Thursday, September 19, 2024 10am to 11am
About this Event
Levan Institute Book Chats—Jill Hicks-Keeton, Good Book: How White Evangelicals Save the Bible to Save Themselves
A discussion of Jill Hicks-Keeton's book, Good Book: How White Evangelicals Save the Bible to Save Themselves (Fortress Press, 2023). The author will be joined in conversation by Jennifer Quigley (Emory University) and Daniel Vaca (Brown University), moderated by Richard Flory (USC). Co-organized by the USC School of Religion. Registration is required. REGISTER HERE
About the Book: Good Book interrogates how white evangelical Christians in the US make the Bible the "Good Book." An inanimate object with a contested table of contents ripe for multiple meanings and uses, the Bible cannot be a moral agent on its own. People must make it so, as indeed they have. As prevailing social norms change, evangelical Christians confront intellectual and interpretive challenges as they quest to make an ancient book newly relevant and ever benevolent, especially for historically oppressed populations. While histories show us that white Christians in the US have frequently appealed to their Bibles in support of issues now judged to be on the wrong side of history, including racism, sexism, and colonialism, contemporary white evangelical figures have in recent years worked steadfastly to defend the Bible against charges of complicity in harm. This is especially the case when it comes to patriarchy and the place of women, as evangelicals conscript the Bible into arguments for and against patriarchal normativity in response to changing conceptions of what is good.
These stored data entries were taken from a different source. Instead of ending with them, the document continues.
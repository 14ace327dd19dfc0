//! Resolution of user inputs into variables.
//! Values come from the arguments following `--` on the command line
//! (`-- --name acme --ci=yes`); whatever is missing is asked interactively.

use crate::config::{InputSpec, InputType};
use crate::error::{Error, Result};
use crate::evaluator::Variables;
use crate::prompt::Prompter;
use indexmap::IndexMap;
use log::debug;

/// Parses a yes/no answer.
///
/// # Returns
/// * `Some(true)` for `y`, `yes`, `true`
/// * `Some(false)` for `n`, `no`, `false`
/// * `None` for anything else
pub fn parse_yes_no(value: &str) -> Option<bool> {
    match value.trim().to_lowercase().as_str() {
        "y" | "yes" | "true" => Some(true),
        "n" | "no" | "false" => Some(false),
        _ => None,
    }
}

/// Checks a raw value against its input type and returns the value to store.
///
/// # Errors
/// * `Error::InputError` for an invalid yes/no answer or an unknown option
pub fn normalize(spec: &InputSpec, value: &str) -> Result<String> {
    match spec.input_type {
        InputType::Text => Ok(value.to_string()),
        InputType::YesNo => parse_yes_no(value).map(|b| b.to_string()).ok_or_else(|| {
            Error::InputError(format!("'{}' expects yes or no, got '{value}'", spec.id))
        }),
        InputType::Select => {
            if spec.options.iter().any(|option| option == value) {
                Ok(value.to_string())
            } else {
                Err(Error::InputError(format!(
                    "'{}' must be one of [{}], got '{value}'",
                    spec.id,
                    spec.options.join(", ")
                )))
            }
        }
    }
}

/// Parses `--id value` and `--id=value` pairs.
///
/// # Errors
/// * `Error::InputError` for unknown ids, missing values or stray arguments
pub fn parse_cli_args<S: AsRef<str>>(specs: &[InputSpec], args: &[S]) -> Result<Variables> {
    let specs: IndexMap<&str, &InputSpec> = specs.iter().map(|s| (s.id.as_str(), s)).collect();
    let mut values = Variables::new();
    let mut args = args.iter().map(AsRef::<str>::as_ref);

    while let Some(arg) = args.next() {
        let flag = arg
            .strip_prefix("--")
            .ok_or_else(|| Error::InputError(format!("unexpected argument '{arg}'")))?;
        let (id, value) = match flag.split_once('=') {
            Some((id, value)) => (id, value),
            None => {
                let value = args
                    .next()
                    .filter(|value| !value.starts_with("--"))
                    .ok_or_else(|| Error::InputError(format!("missing value for '--{flag}'")))?;
                (flag, value)
            }
        };
        let spec = specs
            .get(id)
            .ok_or_else(|| Error::InputError(format!("unknown input '{id}'")))?;
        values.insert(id.to_string(), normalize(spec, value)?);
    }

    Ok(values)
}

/// Asks a single input through `prompter`.
pub fn prompt_input(spec: &InputSpec, prompter: &dyn Prompter) -> Result<String> {
    let default = spec.default.as_deref();
    match spec.input_type {
        InputType::Text => prompter.text(&spec.text, default),
        InputType::YesNo => {
            let default = default.and_then(parse_yes_no).unwrap_or(false);
            prompter.confirm(&spec.text, default).map(|b| b.to_string())
        }
        InputType::Select => {
            let default = default
                .and_then(|d| spec.options.iter().position(|option| option == d))
                .unwrap_or(0);
            let index = prompter.select(&spec.text, &spec.options, default)?;
            spec.options
                .get(index)
                .cloned()
                .ok_or_else(|| Error::InputError(format!("invalid selection for '{}'", spec.id)))
        }
    }
}

/// Resolves every input, in declaration order. Command line values win,
/// the rest is prompted for.
pub fn collect_inputs<S: AsRef<str>>(
    specs: &[InputSpec],
    cli_args: &[S],
    prompter: &dyn Prompter,
) -> Result<Variables> {
    let mut provided = parse_cli_args(specs, cli_args)?;
    let mut values = Variables::new();

    for spec in specs {
        let value = match provided.shift_remove(&spec.id) {
            Some(value) => {
                debug!("Input '{}' provided on the command line", spec.id);
                value
            }
            None => prompt_input(spec, prompter)?,
        };
        values.insert(spec.id.clone(), value);
    }

    Ok(values)
}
The Bible's historical origins in the hierarchical, patriarchal contexts of the ancient world create challenges for any Christian seeking to interpret their Bible as fundamentally liberative. Good Book shows the creative negotiations that Bible-benevolence projects demand, as evangelicals wrestle both Jesus and Paul into advocates for women. The quest to maintain the Bible's goodness is ultimately a respectability project for evangelical Christians in the US who seek to maintain moral authority in an increasingly diverse religious landscape. Whether they rebrand patriarchy or seek to untangle the Bible from sexism, white evangelical Bible-benevolence projects perpetuate misogyny.
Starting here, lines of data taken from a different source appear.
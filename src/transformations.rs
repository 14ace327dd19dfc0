//! The ordered set of transformers, ignore patterns and hooks of one run.

use crate::config::{InputSpec, TransformationsSpec};
use crate::error::Result;
use crate::evaluator::{Evaluator, Variables};
use crate::file::File;
use crate::hooks::Operation;
use crate::pattern::{any_matches, FilePattern};
use crate::transformer::Transformer;
use log::debug;
use std::path::Path;

/// Everything a run needs, built once from a [`TransformationsSpec`].
#[derive(Debug, Clone)]
pub struct Transformations {
    ignore: Vec<FilePattern>,
    transformers: Vec<Transformer>,
    inputs: Vec<InputSpec>,
    before: Vec<Operation>,
    after: Vec<Operation>,
}

impl Transformations {
    pub fn from_spec(spec: &TransformationsSpec) -> Self {
        Self {
            ignore: FilePattern::many(spec.ignore.iter().cloned()),
            transformers: spec.transformations.iter().map(Transformer::from_spec).collect(),
            inputs: spec.inputs.clone(),
            before: Operation::from_spec(&spec.before),
            after: Operation::from_spec(&spec.after),
        }
    }

    pub fn transformers(&self) -> &[Transformer] {
        &self.transformers
    }

    pub fn inputs(&self) -> &[InputSpec] {
        &self.inputs
    }

    pub fn before(&self) -> &[Operation] {
        &self.before
    }

    pub fn after(&self) -> &[Operation] {
        &self.after
    }

    /// True if any ignore pattern matches the path.
    pub fn is_globally_ignored<P: AsRef<Path>>(&self, relative_path: P) -> Result<bool> {
        any_matches(&self.ignore, relative_path)
    }

    /// True if at least one transformer applies to the path.
    pub fn is_transformed<P: AsRef<Path>>(&self, relative_path: P) -> Result<bool> {
        let relative_path = relative_path.as_ref();
        for transformer in &self.transformers {
            if transformer.applies_to(relative_path)? {
                return Ok(true);
            }
        }
        Ok(false)
    }

    /// Binds every transformer and hook operation to `vars`.
    ///
    /// Either everything is bound or, on the first failure, nothing is.
    pub fn template(&mut self, evaluator: &dyn Evaluator, vars: &Variables) -> Result<()> {
        let mut transformers = self.transformers.clone();
        for transformer in &mut transformers {
            transformer.bind(evaluator, vars)?;
        }
        let mut before = self.before.clone();
        let mut after = self.after.clone();
        for operation in before.iter_mut().chain(after.iter_mut()) {
            operation.bind(evaluator, vars)?;
        }

        self.transformers = transformers;
        self.before = before;
        self.after = after;
        Ok(())
    }

    /// Applies, in declaration order, every transformer matching the file.
    /// Once a transformer discards the file the remaining ones are skipped.
    pub fn transform(&self, mut file: File) -> Result<File> {
        for transformer in &self.transformers {
            if file.discarded {
                break;
            }
            if transformer.applies_to(&file.relative_path)? {
                debug!("Applying '{}' to {}", transformer.name(), file.relative_path.display());
                file = transformer.apply(file)?;
            }
        }
        Ok(file)
    }
}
About the Author: Jill Hicks-Keeton is Associate Professor of Religion at the University of Southern California. She is a specialist in ancient Judaism and Christianity and has also published on how the Bible is mobilized in contemporary U.S. politics. She is the author of Arguing with Aseneth: Gentile Access to Israel’s Living God in Jewish Antiquity (Oxford University Press, 2018), Does Scripture Speak for Itself? The Museum of the Bible and the Politics of Interpretation (Cambridge University Press, 2022; with Cavan Concannon), and Good Book: How White Evangelicals Save the Bible to Save Themselves (Fortress Press, 2023).
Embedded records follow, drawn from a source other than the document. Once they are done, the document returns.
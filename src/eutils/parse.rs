//! Lightweight tag lookup over E-utilities response bodies
//!
//! Responses are not validated against any DTD. Elements are matched by local
//! name, case-insensitively, and the reader tolerates mismatched end tags so
//! that partially broken bodies still yield whatever fields can be found.

use std::fmt;

use quick_xml::Reader;
use quick_xml::events::Event;
use serde::{Deserialize, Serialize};
use tracing::debug;

/// Requested type of an extracted field
#[derive(Debug, Clone, Copy, PartialEq, Eq)]
pub enum FieldKind {
    Text,
    Int,
    Float,
    List,
}

/// A field extracted from a response body
#[derive(Debug, Clone, PartialEq, Serialize, Deserialize)]
pub enum ParsedField {
    Text(String),
    Int(i64),
    Float(f64),
    List(Vec<String>),
    /// Node text kept as-is because it could not be coerced to the requested kind
    Raw(String),
}

impl ParsedField {
    fn empty() -> Self {
        ParsedField::Text(String::new())
    }

    /// Field value rendered as text; lists are comma-joined
    pub fn as_text(&self) -> String {
        self.to_string()
    }

    pub fn as_int(&self) -> Option<i64> {
        match self {
            ParsedField::Int(value) => Some(*value),
            _ => None,
        }
    }

    pub fn as_float(&self) -> Option<f64> {
        match self {
            ParsedField::Float(value) => Some(*value),
            ParsedField::Int(value) => Some(*value as f64),
            _ => None,
        }
    }

    pub fn as_list(&self) -> &[String] {
        match self {
            ParsedField::List(values) => values,
            _ => &[],
        }
    }

    pub fn is_empty(&self) -> bool {
        match self {
            ParsedField::Text(text) | ParsedField::Raw(text) => text.is_empty(),
            ParsedField::List(values) => values.is_empty(),
            ParsedField::Int(_) | ParsedField::Float(_) => false,
        }
    }
}

impl fmt::Display for ParsedField {
    fn fmt(&self, f: &mut fmt::Formatter<'_>) -> fmt::Result {
        match self {
            ParsedField::Text(text) | ParsedField::Raw(text) => f.write_str(text),
            ParsedField::Int(value) => write!(f, "{value}"),
            ParsedField::Float(value) => write!(f, "{value}"),
            ParsedField::List(values) => f.write_str(&values.join(",")),
        }
    }
}

impl PartialEq<&str> for ParsedField {
    fn eq(&self, other: &&str) -> bool {
        matches!(self, ParsedField::Text(text) | ParsedField::Raw(text) if text == other)
    }
}

/// Collect the trimmed text content of every element named `name`
///
/// Text of nested elements is included. With `first` set, scanning stops at
/// the first complete match. Elements left open at end of input still count.
pub fn find_elements(text: &str, name: &str, first: bool) -> Vec<String> {
    collect(text, name, None, first)
}

/// Like [`find_elements`], restricted to `name` elements nested in `parent`
pub fn find_within(text: &str, parent: &str, name: &str) -> Vec<String> {
    collect(text, name, Some(parent), false)
}

fn collect(text: &str, name: &str, parent: Option<&str>, first: bool) -> Vec<String> {
    let wanted = name.as_bytes();
    let parent = parent.map(str::as_bytes);
    let mut reader = Reader::from_str(text);
    reader.config_mut().check_end_names = false;
    reader.config_mut().allow_unmatched_ends = true;

    let mut found = Vec::new();
    // (depth, accumulated text) for every open matching element
    let mut open: Vec<(usize, String)> = Vec::new();
    let mut parents: Vec<usize> = Vec::new();
    let mut depth = 0usize;

    loop {
        match reader.read_event() {
            Ok(Event::Start(e)) => {
                depth += 1;
                let local = e.local_name();
                let in_scope = parent.is_none() || !parents.is_empty();
                if in_scope && local.as_ref().eq_ignore_ascii_case(wanted) {
                    open.push((depth, String::new()));
                }
                if parent.is_some_and(|p| local.as_ref().eq_ignore_ascii_case(p)) {
                    parents.push(depth);
                }
            }
            Ok(Event::Empty(e)) => {
                let in_scope = parent.is_none() || !parents.is_empty();
                if in_scope && e.local_name().as_ref().eq_ignore_ascii_case(wanted) {
                    found.push(String::new());
                    if first {
                        break;
                    }
                }
            }
            Ok(Event::Text(e)) => {
                if !open.is_empty() {
                    let chunk = e
                        .unescape()
                        .map(|s| s.into_owned())
                        .unwrap_or_else(|_| String::from_utf8_lossy(&e).into_owned());
                    for (_, buf) in open.iter_mut() {
                        buf.push_str(&chunk);
                    }
                }
            }
            Ok(Event::CData(e)) => {
                if !open.is_empty() {
                    let chunk = String::from_utf8_lossy(&e.into_inner()).into_owned();
                    for (_, buf) in open.iter_mut() {
                        buf.push_str(&chunk);
                    }
                }
            }
            Ok(Event::End(_)) => {
                if open.last().is_some_and(|(d, _)| *d == depth) {
                    if let Some((_, buf)) = open.pop() {
                        found.push(buf.trim().to_string());
                        if first {
                            break;
                        }
                    }
                }
                if parents.last() == Some(&depth) {
                    parents.pop();
                }
                depth = depth.saturating_sub(1);
            }
            Ok(Event::Eof) => break,
            Ok(_) => {}
            Err(err) => {
                debug!(
                    position = reader.buffer_position(),
                    "Stopping field lookup on malformed input: {}", err
                );
                break;
            }
        }
    }

    if !(first && !found.is_empty()) {
        // Unclosed elements at end of input
        found.extend(open.into_iter().map(|(_, buf)| buf.trim().to_string()));
    }

    if first {
        found.truncate(1);
    }
    found
}

/// Extract `name` from `text`, coerced to `kind`
///
/// Missing fields yield empty text. Int and Float values that fail to parse are
/// returned as [`ParsedField::Raw`].
pub fn extract_field(text: &str, name: &str, kind: FieldKind, first: bool) -> ParsedField {
    let values = find_elements(text, name, first && kind != FieldKind::List);

    if values.is_empty() {
        return ParsedField::empty();
    }

    match kind {
        FieldKind::List => ParsedField::List(values),
        FieldKind::Int => {
            let value = &values[0];
            value
                .parse::<i64>()
                .map(ParsedField::Int)
                .unwrap_or_else(|_| ParsedField::Raw(value.clone()))
        }
        FieldKind::Float => {
            let value = &values[0];
            value
                .parse::<f64>()
                .map(ParsedField::Float)
                .unwrap_or_else(|_| ParsedField::Raw(value.clone()))
        }
        FieldKind::Text => ParsedField::Text(values[0].clone()),
    }
}

/// First occurrence of `name` as text, or `None` when missing or empty
pub(crate) fn first_text(text: &str, name: &str) -> Option<String> {
    find_elements(text, name, true)
        .into_iter()
        .next()
        .filter(|s| !s.is_empty())
}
Open to attendants outside of USC. An excerpt of the book will be made available to registered attendants. Registration before the event is required.
This event is part of the Levan Institute for the Humanities' “Book Chats” series, conversations about new books published by USC scholars in the humanities and humanistic social sciences. To see more events in this series, including recordings of past events, visit https://dornsife.usc.edu/levan-institute/book-chats/.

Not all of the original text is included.